Investing in climate is a divisive values-driven opportunity

Finance is possibly in an existential moment: the risk-return-liquidity model is increasingly seen as incomplete without an additional ESG-impact-climate dimension. The straightforward maximization of shareholder value is replaced by a debated, resisted, and yet demand-driven shift towards a stakeholder-centred approach, with people, planet, and prosperity as a new paradigm. While regulators and corporations debate the adequate level of disclosure to meet climate goals, and investors try to make sense of the data available and its meaning, others are offering portfolios of ‘sin stocks’, or deciding whether to divest from or engage with questionable corporations – ethical dilemmas aptly described by Michael O’Leary & Warren Valdmanis in The Rise of Citizen Capitalism: Accountable (2020). Fundamentally, the question we are grappling with is: should investment continue to be amoral? Perhaps the answer lies simply in the choice given to investors, just as choice was given to consumers. ‘Citizen buyers, citizen savers and citizen voters’ will decide, particularly millennials and Gen-Z, if they are exposed to a good knowledge base and transparent data – a work in progress.

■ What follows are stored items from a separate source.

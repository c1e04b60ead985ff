// backendtool/src/prompt/mod.rs
use anyhow::{Context, Result};
use std::io::{Write, stdin, stdout};

/// Terminal question surface used by the confirmation gates and the
/// interactive configuration flows. The decision logic only sees this trait,
/// so tests drive it with a scripted implementation.
pub trait Prompter {
    fn confirm(&mut self, message: &str, default: bool) -> Result<bool>;
    fn choose(&mut self, message: &str, options: &[&str], default: usize) -> Result<usize>;
    fn input(&mut self, message: &str, default: &str) -> Result<String>;
}

/// Reads answers from stdin.
pub struct StdinPrompter;

impl Prompter for StdinPrompter {
    fn confirm(&mut self, message: &str, default: bool) -> Result<bool> {
        let hint = if default { "(Y/n)" } else { "(y/N)" };
        print!("{} {} ", message, hint);
        stdout().flush().context("Failed to flush stdout")?;
        let line = read_line()?;
        Ok(parse_confirm_answer(&line, default))
    }

    fn choose(&mut self, message: &str, options: &[&str], default: usize) -> Result<usize> {
        println!("{}", message);
        for (index, option) in options.iter().enumerate() {
            let marker = if index == default { "*" } else { " " };
            println!("  {}{}. {}", marker, index + 1, option);
        }
        print!("Enter your choice: ");
        stdout().flush().context("Failed to flush stdout")?;
        let line = read_line()?;
        Ok(parse_choice_answer(&line, options.len(), default))
    }

    fn input(&mut self, message: &str, default: &str) -> Result<String> {
        if default.is_empty() {
            print!("{}", message);
        } else {
            print!("{}[{}] ", message, default);
        }
        stdout().flush().context("Failed to flush stdout")?;
        let line = read_line()?;
        let answer = line.trim();
        if answer.is_empty() {
            Ok(default.to_string())
        } else {
            Ok(strip_quotes(answer).to_string())
        }
    }
}

fn read_line() -> Result<String> {
    let mut input = String::new();
    stdin()
        .read_line(&mut input)
        .context("Failed to read user input")?;
    Ok(input)
}

fn parse_confirm_answer(input: &str, default: bool) -> bool {
    match input.trim().to_lowercase().as_str() {
        "y" | "yes" => true,
        "n" | "no" => false,
        _ => default,
    }
}

fn parse_choice_answer(input: &str, option_count: usize, default: usize) -> usize {
    match input.trim().parse::<usize>() {
        Ok(n) if n >= 1 && n <= option_count => n - 1,
        _ => default,
    }
}

fn strip_quotes(value: &str) -> &str {
    let value = value
        .strip_prefix('"')
        .and_then(|v| v.strip_suffix('"'))
        .unwrap_or(value);
    value
        .strip_prefix('\'')
        .and_then(|v| v.strip_suffix('\''))
        .unwrap_or(value)
}

/// Test double that replays scripted answers and records every question it
/// was asked.
#[cfg(test)]
pub struct ScriptedPrompter {
    confirms: std::collections::VecDeque<bool>,
    choices: std::collections::VecDeque<usize>,
    inputs: std::collections::VecDeque<String>,
    pub asked: Vec<String>,
}

#[cfg(test)]
impl ScriptedPrompter {
    pub fn new() -> Self {
        ScriptedPrompter {
            confirms: std::collections::VecDeque::new(),
            choices: std::collections::VecDeque::new(),
            inputs: std::collections::VecDeque::new(),
            asked: Vec::new(),
        }
    }

    pub fn push_confirm(&mut self, answer: bool) {
        self.confirms.push_back(answer);
    }

    pub fn push_choice(&mut self, answer: usize) {
        self.choices.push_back(answer);
    }

    pub fn push_input(&mut self, answer: &str) {
        self.inputs.push_back(answer.to_string());
    }

    pub fn prompt_count(&self) -> usize {
        self.asked.len()
    }
}

#[cfg(test)]
impl Prompter for ScriptedPrompter {
    fn confirm(&mut self, message: &str, default: bool) -> Result<bool> {
        self.asked.push(message.to_string());
        Ok(self.confirms.pop_front().unwrap_or(default))
    }

    fn choose(&mut self, message: &str, _options: &[&str], default: usize) -> Result<usize> {
        self.asked.push(message.to_string());
        Ok(self.choices.pop_front().unwrap_or(default))
    }

    fn input(&mut self, message: &str, default: &str) -> Result<String> {
        self.asked.push(message.to_string());
        Ok(self
            .inputs
            .pop_front()
            .unwrap_or_else(|| default.to_string()))
    }
}

#[cfg(test)]
mod tests {
    use super::*;

    #[test]
    fn test_parse_confirm_answer() {
        assert!(parse_confirm_answer("y\n", false));
        assert!(parse_confirm_answer("YES\n", false));
        assert!(!parse_confirm_answer("n\n", true));
        assert!(parse_confirm_answer("\n", true));
        assert!(!parse_confirm_answer("\n", false));
        assert!(!parse_confirm_answer("maybe\n", false));
    }

    #[test]
    fn test_parse_choice_answer() {
        assert_eq!(parse_choice_answer("1\n", 3, 0), 0);
        assert_eq!(parse_choice_answer("3\n", 3, 0), 2);
        assert_eq!(parse_choice_answer("4\n", 3, 1), 1);
        assert_eq!(parse_choice_answer("\n", 3, 2), 2);
    }

    #[test]
    fn test_strip_quotes() {
        assert_eq!(strip_quotes("\"./src\""), "./src");
        assert_eq!(strip_quotes("'build'"), "build");
        assert_eq!(strip_quotes("plain"), "plain");
    }
}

Unpacking climate through these five lenses – humanities, politics, science, economics, and finance – offers perhaps an answer to the debate’s question: Is ESG a distraction from climate action? How could ESG be a distraction from the mammoth task that lies ahead? Seen in a broader context, ESG is simply an imperfect, but necessary emergency response to our deficient systems. Many of the solutions envisaged to integrate ‘climate’ as part of our economic and financial systems will require ‘cathedral thinking’, an effort to build a new way of life with a common vision, without seeing satisfactory results for decades or centuries to come. As such climate action must paradoxically be an urgent and patient exercise in collective re-imagination.

Farahnaz Karim is the Chief Impact Officer at GOODFOLIO, an impact-driven investment platform, and the founder of Insaan Group, a boutique impact investment entity that allocates philanthropic capital to tackle poverty.